Basil's stem turn woody

Why Does Basil’s Stem Turn Woody?

Basil is a beloved herb for many. Many basil lovers grow it on their own. It’s also a successful crop for hydroponic and indoor gardeners. Yet, almost everyone encounters one problem. Basil’s stems turn woody at around 4-6 months.

Should you be worried if your basil’s stems turn woody? Can you revive woody basil? Can you prevent or delay this? Is this a problem for hydroponic basil, too? These are the focus of this post.

Why do basil stems turn woody, and should you worry?

You and many others grow basil for its tender leaves. The young leaves are flavourful and very aromatic. Yet plants that grow in their natural habitat have different plants. Basil’s stems turning woody is the plant’s natural process. There’s nothing wrong with the plant, but it can be undesirable for our use in the kitchen.

Basil is an annual plant. This means it’s grown for a single year, and the following year, you replant.
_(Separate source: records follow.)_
//! PostgreSQL storage backend for the alert engine.

use anyhow::{anyhow, Result};
use chrono::{DateTime, Utc};
use sentinel_core::types::{
    Alert, AlertConfig, AlertFilter, AlertType, ChannelKind, RiskProfile, Severity,
};
use sqlx::PgPool;
use tracing::{debug, warn};
use uuid::Uuid;

use crate::metrics::RiskMetricsSnapshot;
use crate::store::AlertStore;

/// PostgreSQL-backed alert store. Tables come from `migrations/`.
pub struct PostgresAlertStore {
    pool: PgPool,
}

impl PostgresAlertStore {
    pub fn new(pool: PgPool) -> Self {
        Self { pool }
    }
}

/// Database row for alerts.
#[derive(Debug, sqlx::FromRow)]
struct AlertRow {
    id: Uuid,
    alert_type: String,
    subject_id: String,
    severity: String,
    value: Option<f64>,
    threshold: Option<f64>,
    message: String,
    metadata: serde_json::Value,
    created_at: DateTime<Utc>,
    resolved_at: Option<DateTime<Utc>>,
    resolved_by: Option<String>,
}

impl AlertRow {
    fn into_alert(self) -> Result<Alert> {
        let alert_type = AlertType::parse(&self.alert_type)
            .ok_or_else(|| anyhow!("unknown alert type in store: {}", self.alert_type))?;
        let severity = Severity::parse(&self.severity)
            .ok_or_else(|| anyhow!("unknown severity in store: {}", self.severity))?;

        Ok(Alert {
            id: self.id,
            alert_type,
            subject_id: self.subject_id,
            severity,
            value: self.value,
            threshold: self.threshold,
            message: self.message,
            metadata: self.metadata,
            created_at: self.created_at,
            resolved_at: self.resolved_at,
            resolved_by: self.resolved_by,
        })
    }
}

/// Database row for alert configs.
#[derive(Debug, sqlx::FromRow)]
struct AlertConfigRow {
    alert_type: String,
    enabled: bool,
    severity: String,
    threshold: Option<f64>,
    cooldown_seconds: i64,
    channels: Vec<String>,
    recipients: Vec<String>,
}

impl AlertConfigRow {
    fn into_config(self) -> Result<AlertConfig> {
        let alert_type = AlertType::parse(&self.alert_type)
            .ok_or_else(|| anyhow!("unknown alert type in store: {}", self.alert_type))?;
        let severity = Severity::parse(&self.severity)
            .ok_or_else(|| anyhow!("unknown severity in store: {}", self.severity))?;

        let channels = self
            .channels
            .iter()
            .filter_map(|c| {
                let parsed = ChannelKind::parse(c);
                if parsed.is_none() {
                    warn!(alert_type = %alert_type, channel = %c, "Ignoring unknown channel");
                }
                parsed
            })
            .collect();

        Ok(AlertConfig {
            alert_type,
            enabled: self.enabled,
            severity,
            threshold: self.threshold,
            cooldown_seconds: u64::try_from(self.cooldown_seconds).map_err(|_| {
                anyhow!(
                    "negative cooldown in store for {}: {}",
                    alert_type,
                    self.cooldown_seconds
                )
            })?,
            channels,
            recipients: self.recipients,
        })
    }
}

/// Database row for risk profiles.
#[derive(Debug, sqlx::FromRow)]
struct RiskProfileRow {
    subject_id: String,
    max_drawdown: f64,
    max_position_size: f64,
    max_leverage: f64,
    risk_per_trade: f64,
    created_at: DateTime<Utc>,
    updated_at: DateTime<Utc>,
}

impl From<RiskProfileRow> for RiskProfile {
    fn from(row: RiskProfileRow) -> Self {
        Self {
            subject_id: row.subject_id,
            max_drawdown: row.max_drawdown,
            max_position_size: row.max_position_size,
            max_leverage: row.max_leverage,
            risk_per_trade: row.risk_per_trade,
            created_at: row.created_at,
            updated_at: row.updated_at,
        }
    }
}

const ALERT_COLUMNS: &str = "id, alert_type, subject_id, severity, value, threshold, message, \
                             metadata, created_at, resolved_at, resolved_by";

#[async_trait::async_trait]
impl AlertStore for PostgresAlertStore {
    async fn save_alert(&self, alert: &Alert) -> Result<()> {
        sqlx::query(
            r#"
            INSERT INTO alerts (id, alert_type, subject_id, severity, value, threshold,
                                message, metadata, created_at, resolved_at, resolved_by)
            VALUES ($1, $2, $3, $4, $5, $6, $7, $8, $9, $10, $11)
            "#,
        )
        .bind(alert.id)
        .bind(alert.alert_type.as_str())
        .bind(&alert.subject_id)
        .bind(alert.severity.as_str())
        .bind(alert.value)
        .bind(alert.threshold)
        .bind(&alert.message)
        .bind(&alert.metadata)
        .bind(alert.created_at)
        .bind(alert.resolved_at)
        .bind(&alert.resolved_by)
        .execute(&self.pool)
        .await?;

        debug!(alert_id = %alert.id, alert_type = %alert.alert_type, "Saved alert");
        Ok(())
    }

    async fn get_alert(&self, id: Uuid) -> Result<Option<Alert>> {
        let query = format!("SELECT {} FROM alerts WHERE id = $1", ALERT_COLUMNS);
        let row = sqlx::query_as::<_, AlertRow>(&query)
            .bind(id)
            .fetch_optional(&self.pool)
            .await?;

        row.map(AlertRow::into_alert).transpose()
    }

    async fn list_alerts(&self, filter: &AlertFilter) -> Result<Vec<Alert>> {
        let mut query = format!("SELECT {} FROM alerts WHERE 1=1", ALERT_COLUMNS);

        let mut param_count = 0;

        if filter.alert_type.is_some() {
            param_count += 1;
            query.push_str(&format!(" AND alert_type = ${}", param_count));
        }

        if filter.subject_id.is_some() {
            param_count += 1;
            query.push_str(&format!(" AND subject_id = ${}", param_count));
        }

        if filter.severity.is_some() {
            param_count += 1;
            query.push_str(&format!(" AND severity = ${}", param_count));
        }

        match filter.resolved {
            Some(true) => query.push_str(" AND resolved_at IS NOT NULL"),
            Some(false) => query.push_str(" AND resolved_at IS NULL"),
            None => {}
        }

        if filter.from.is_some() {
            param_count += 1;
            query.push_str(&format!(" AND created_at >= ${}", param_count));
        }

        if filter.to.is_some() {
            param_count += 1;
            query.push_str(&format!(" AND created_at <= ${}", param_count));
        }

        query.push_str(" ORDER BY created_at DESC");

        if filter.limit.is_some() {
            param_count += 1;
            query.push_str(&format!(" LIMIT ${}", param_count));
        }

        let mut query_builder = sqlx::query_as::<_, AlertRow>(&query);

        if let Some(alert_type) = filter.alert_type {
            query_builder = query_builder.bind(alert_type.as_str());
        }

        if let Some(ref subject_id) = filter.subject_id {
            query_builder = query_builder.bind(subject_id);
        }

        if let Some(severity) = filter.severity {
            query_builder = query_builder.bind(severity.as_str());
        }

        if let Some(from) = filter.from {
            query_builder = query_builder.bind(from);
        }

        if let Some(to) = filter.to {
            query_builder = query_builder.bind(to);
        }

        if let Some(limit) = filter.limit {
            query_builder = query_builder.bind(limit as i64);
        }

        let rows = query_builder.fetch_all(&self.pool).await?;

        rows.into_iter().map(AlertRow::into_alert).collect()
    }

    async fn resolve_alert(
        &self,
        id: Uuid,
        resolved_by: &str,
        at: DateTime<Utc>,
    ) -> Result<Option<Alert>> {
        let updated = sqlx::query(
            r#"
            UPDATE alerts SET resolved_at = $2, resolved_by = $3
            WHERE id = $1 AND resolved_at IS NULL
            "#,
        )
        .bind(id)
        .bind(at)
        .bind(resolved_by)
        .execute(&self.pool)
        .await?;

        if updated.rows_affected() > 0 {
            debug!(alert_id = %id, resolved_by, "Resolved alert");
        }

        self.get_alert(id).await
    }

    async fn get_alert_config(&self, alert_type: AlertType) -> Result<Option<AlertConfig>> {
        let row = sqlx::query_as::<_, AlertConfigRow>(
            r#"
            SELECT alert_type, enabled, severity, threshold, cooldown_seconds, channels, recipients
            FROM alert_configs
            WHERE alert_type = $1
            "#,
        )
        .bind(alert_type.as_str())
        .fetch_optional(&self.pool)
        .await?;

        row.map(AlertConfigRow::into_config).transpose()
    }

    async fn put_alert_config(&self, config: &AlertConfig) -> Result<()> {
        let channels: Vec<&str> = config.channels.iter().map(ChannelKind::as_str).collect();
        let cooldown_seconds = i64::try_from(config.cooldown_seconds).map_err(|_| {
            anyhow!(
                "cooldown out of range for {}: {}",
                config.alert_type,
                config.cooldown_seconds
            )
        })?;

        sqlx::query(
            r#"
            INSERT INTO alert_configs
                (alert_type, enabled, severity, threshold, cooldown_seconds, channels, recipients, updated_at)
            VALUES ($1, $2, $3, $4, $5, $6, $7, NOW())
            ON CONFLICT (alert_type) DO UPDATE SET
                enabled = EXCLUDED.enabled,
                severity = EXCLUDED.severity,
                threshold = EXCLUDED.threshold,
                cooldown_seconds = EXCLUDED.cooldown_seconds,
                channels = EXCLUDED.channels,
                recipients = EXCLUDED.recipients,
                updated_at = NOW()
            "#,
        )
        .bind(config.alert_type.as_str())
        .bind(config.enabled)
        .bind(config.severity.as_str())
        .bind(config.threshold)
        .bind(cooldown_seconds)
        .bind(&channels)
        .bind(&config.recipients)
        .execute(&self.pool)
        .await?;

        debug!(alert_type = %config.alert_type, "Saved alert config");
        Ok(())
    }

    async fn list_alert_configs(&self) -> Result<Vec<AlertConfig>> {
        let rows = sqlx::query_as::<_, AlertConfigRow>(
            r#"
            SELECT alert_type, enabled, severity, threshold, cooldown_seconds, channels, recipients
            FROM alert_configs
            ORDER BY alert_type
            "#,
        )
        .fetch_all(&self.pool)
        .await?;

        rows.into_iter().map(AlertConfigRow::into_config).collect()
    }

    async fn save_risk_metrics(&self, snapshot: &RiskMetricsSnapshot) -> Result<()> {
        sqlx::query(
            r#"
            INSERT INTO risk_metrics (subject_id, var_95, var_99, expected_shortfall,
                                      sharpe_ratio, sortino_ratio, max_drawdown, computed_at)
            VALUES ($1, $2, $3, $4, $5, $6, $7, $8)
            "#,
        )
        .bind(&snapshot.subject_id)
        .bind(snapshot.var_95)
        .bind(snapshot.var_99)
        .bind(snapshot.expected_shortfall)
        .bind(snapshot.sharpe_ratio)
        .bind(snapshot.sortino_ratio)
        .bind(snapshot.max_drawdown)
        .bind(snapshot.computed_at)
        .execute(&self.pool)
        .await?;

        Ok(())
    }

    async fn get_risk_profile(&self, subject_id: &str) -> Result<Option<RiskProfile>> {
        let row = sqlx::query_as::<_, RiskProfileRow>(
            r#"
            SELECT subject_id, max_drawdown, max_position_size, max_leverage,
                   risk_per_trade, created_at, updated_at
            FROM risk_profiles
            WHERE subject_id = $1
            "#,
        )
        .bind(subject_id)
        .fetch_optional(&self.pool)
        .await?;

        Ok(row.map(RiskProfile::from))
    }

    async fn put_risk_profile(&self, profile: &RiskProfile) -> Result<()> {
        sqlx::query(
            r#"
            INSERT INTO risk_profiles (subject_id, max_drawdown, max_position_size, max_leverage,
                                       risk_per_trade, created_at, updated_at)
            VALUES ($1, $2, $3, $4, $5, $6, $7)
            ON CONFLICT (subject_id) DO UPDATE SET
                max_drawdown = EXCLUDED.max_drawdown,
                max_position_size = EXCLUDED.max_position_size,
                max_leverage = EXCLUDED.max_leverage,
                risk_per_trade = EXCLUDED.risk_per_trade,
                updated_at = EXCLUDED.updated_at
            "#,
        )
        .bind(&profile.subject_id)
        .bind(profile.max_drawdown)
        .bind(profile.max_position_size)
        .bind(profile.max_leverage)
        .bind(profile.risk_per_trade)
        .bind(profile.created_at)
        .bind(profile.updated_at)
        .execute(&self.pool)
        .await?;

        debug!(subject = %profile.subject_id, "Saved risk profile");
        Ok(())
    }
}
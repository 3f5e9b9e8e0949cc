//! Trade Sentinel: risk metrics and alerting for trading services
//!
//! This is the root crate that provides benchmark and integration test access
//! to the internal modules. For actual functionality, use the individual
//! crates directly:
//!
//! - `sentinel-core`: Domain types, configuration, database helpers
//! - `alert-engine`: Risk metrics, threshold evaluation, cooldowns, notification dispatch
//! - `alert-monitor`: The periodic alerting service binary

// Re-export for benchmarks
pub use alert_engine as engine;
pub use sentinel_core as core;
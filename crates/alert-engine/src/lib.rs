//! Alert Engine
//!
//! Risk metrics, threshold evaluation, cooldown gating and multi-channel
//! notification dispatch for monitored portfolios, hosts and services.

pub mod channels;
pub mod clock;
pub mod cooldown;
pub mod dispatcher;
pub mod engine;
pub mod error;
pub mod evaluator;
pub mod metrics;
pub mod pg_store;
pub mod provider;
pub mod publisher;
pub mod store;
pub mod templates;

pub use channels::{
    ChannelError, EmailChannel, NotificationChannel, TelegramChannel, WebhookChannel,
};
pub use clock::{Clock, ManualClock, SystemClock};
pub use cooldown::CooldownGate;
pub use dispatcher::{ChannelOutcome, DispatchReport, NotificationDispatcher};
pub use engine::{AlertEngine, CycleReport, CycleState, EngineSettings};
pub use error::{AlertError, Result};
pub use evaluator::{validate_alert_config, Observation, ThresholdEvaluator};
pub use metrics::{MetricsError, RiskMetricsSnapshot};
pub use pg_store::PostgresAlertStore;
pub use provider::{HttpMetricsProvider, MetricsProvider, ProviderError};
pub use publisher::{AlertPublisher, RedisAlertPublisher};
pub use store::{AlertStore, MemoryAlertStore};
pub use templates::{TemplateData, TemplateKey};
This doesn’t mean basil dies after one year. Some have grown the same basil plant for several years. Yet, the basil plant produces excellent quality leaves in about six months.

Most basil varieties start to bloom after 4 or 6 months. If the flower buds are left to bloom, the plant will mature. This means its leaves become thicker and taste bitter. Also, its stems turn woody. You may also notice some areal roots in the woody basil plant.

basil flower
Basils mature when they bloom.

We outlined some prevention techniques, but you can’t avoid the plant’s desire to mature. In their natural settings, producing seeds is the plant’s best bet to reproduce unless another animal chews it and drops it elsewhere. It doesn’t know you have control over its reproducibility.

How do you delay woody stems in basil?

Harvest! Yes, just cut the stems.

Different basil varieties flower at different times. Blooming starts around 4-6 months when their stems turn woody. When they bloom, flower buds appear at the tip of every stem. But if you keep harvesting or pruning your basil plant, there won’t be any flower buds. Thus, no flowering, woody stems, or bitter-tasting basil leaves will exist.

woody basil stems

You can harvest basil once they have the second set of true leaves. All you need to do is to keep the first set of true leaves and cut the stem about one-third of an inch above the first true leaves. New stems will start to grow near the remaining leaves.

This way, the basil plants can stay young for a prolonged period.

Imagine the basil plant is growing in a forest. When it can’t flower, it needs to attract herbivorous animals. Basil’s technique is to do this by using aromatic and flavourful leaves. This is what happens when you regularly prune basil plants.

Yet, you can’t go against the plant’s natural desires. Even with pruning, the plant will eventually turn woody. And you need different techniques to handle this situation.

Related: How To Prune Basil For A Flavorful, Bushy Plant Forever

What do you do if the basil plant’s stems turn woody anyway?

It’s a matter of time. Regular pruning can delay the plant’s maturation. But you can’t prevent it. Once they’ve matured, the best thing to do would be to abundant the plant. Yes, it’s time to throw it.

But wait.

You can reproduce basil for the next season if the mature plant is healthy and shows no infection.

Related: Hydroponic Basil Pests and Diseases

Propagating basil from cuttings

If your basil plant has already bloomed, you can save the seeds to propagate later. But you know that basil can also be grown from cuttings. Make sure to cut all the young stems from the mature plant and put them in a jar of water. You’ll see the cuttings grow roots in two weeks. Then, transplant it to your hydroponic system or pot.

Related: How to propagate basil from cuttings

How do you grow basil all year round, avoiding woody stems?

To have basil all year, you should have plants with different maturity levels—plant basil at about two-month intervals. You can have about three or four plants. When the first one starts to bloom, throw it away and plant its young cutting. This cutting would produce leaves in two months. The cycle will continue to produce basil leaves all year round.

Yet, your country’s seasonal variation should support this. Most equatorial countries do have this benefit. But if your summer temperature is drastically different than the winter temperature, growing basil all year round is very challenging. Otherwise, it would be best to grow them in a controlled environment, like a grow tent or a greenhouse.

If you grow basil in hydroponics, use a system that supports successive planting. Systems like NFT, flood and drain, DWC, and drip support successive planting. Yet, if you’re growing basil using the Kratky method, you can’t have two basil plants at different maturity levels in the same system. If you do, the more mature plant with well-grown roots will drink more water, and the young ones will be unable to reach the nutrients.

Even in systems like NFT, you should leave enough space for the young basil plants. Basil loves the sun, and if the young plants are covered by the leaves of the more mature ones, their growth will be stalled.

Soil-based gardeners should also avoid planting young basil seedlings too close to mature ones. So, don’t have successive plants in the same pot.


Basil loses its flavor with time. One notable sign of a plant’s maturity is flowering. The other is woody stems.

In this post, we’ve discussed how to prevent the plant from reaching maturity and what to do if it does. The planting cycle suggested here would help you grow basil leaves all year round.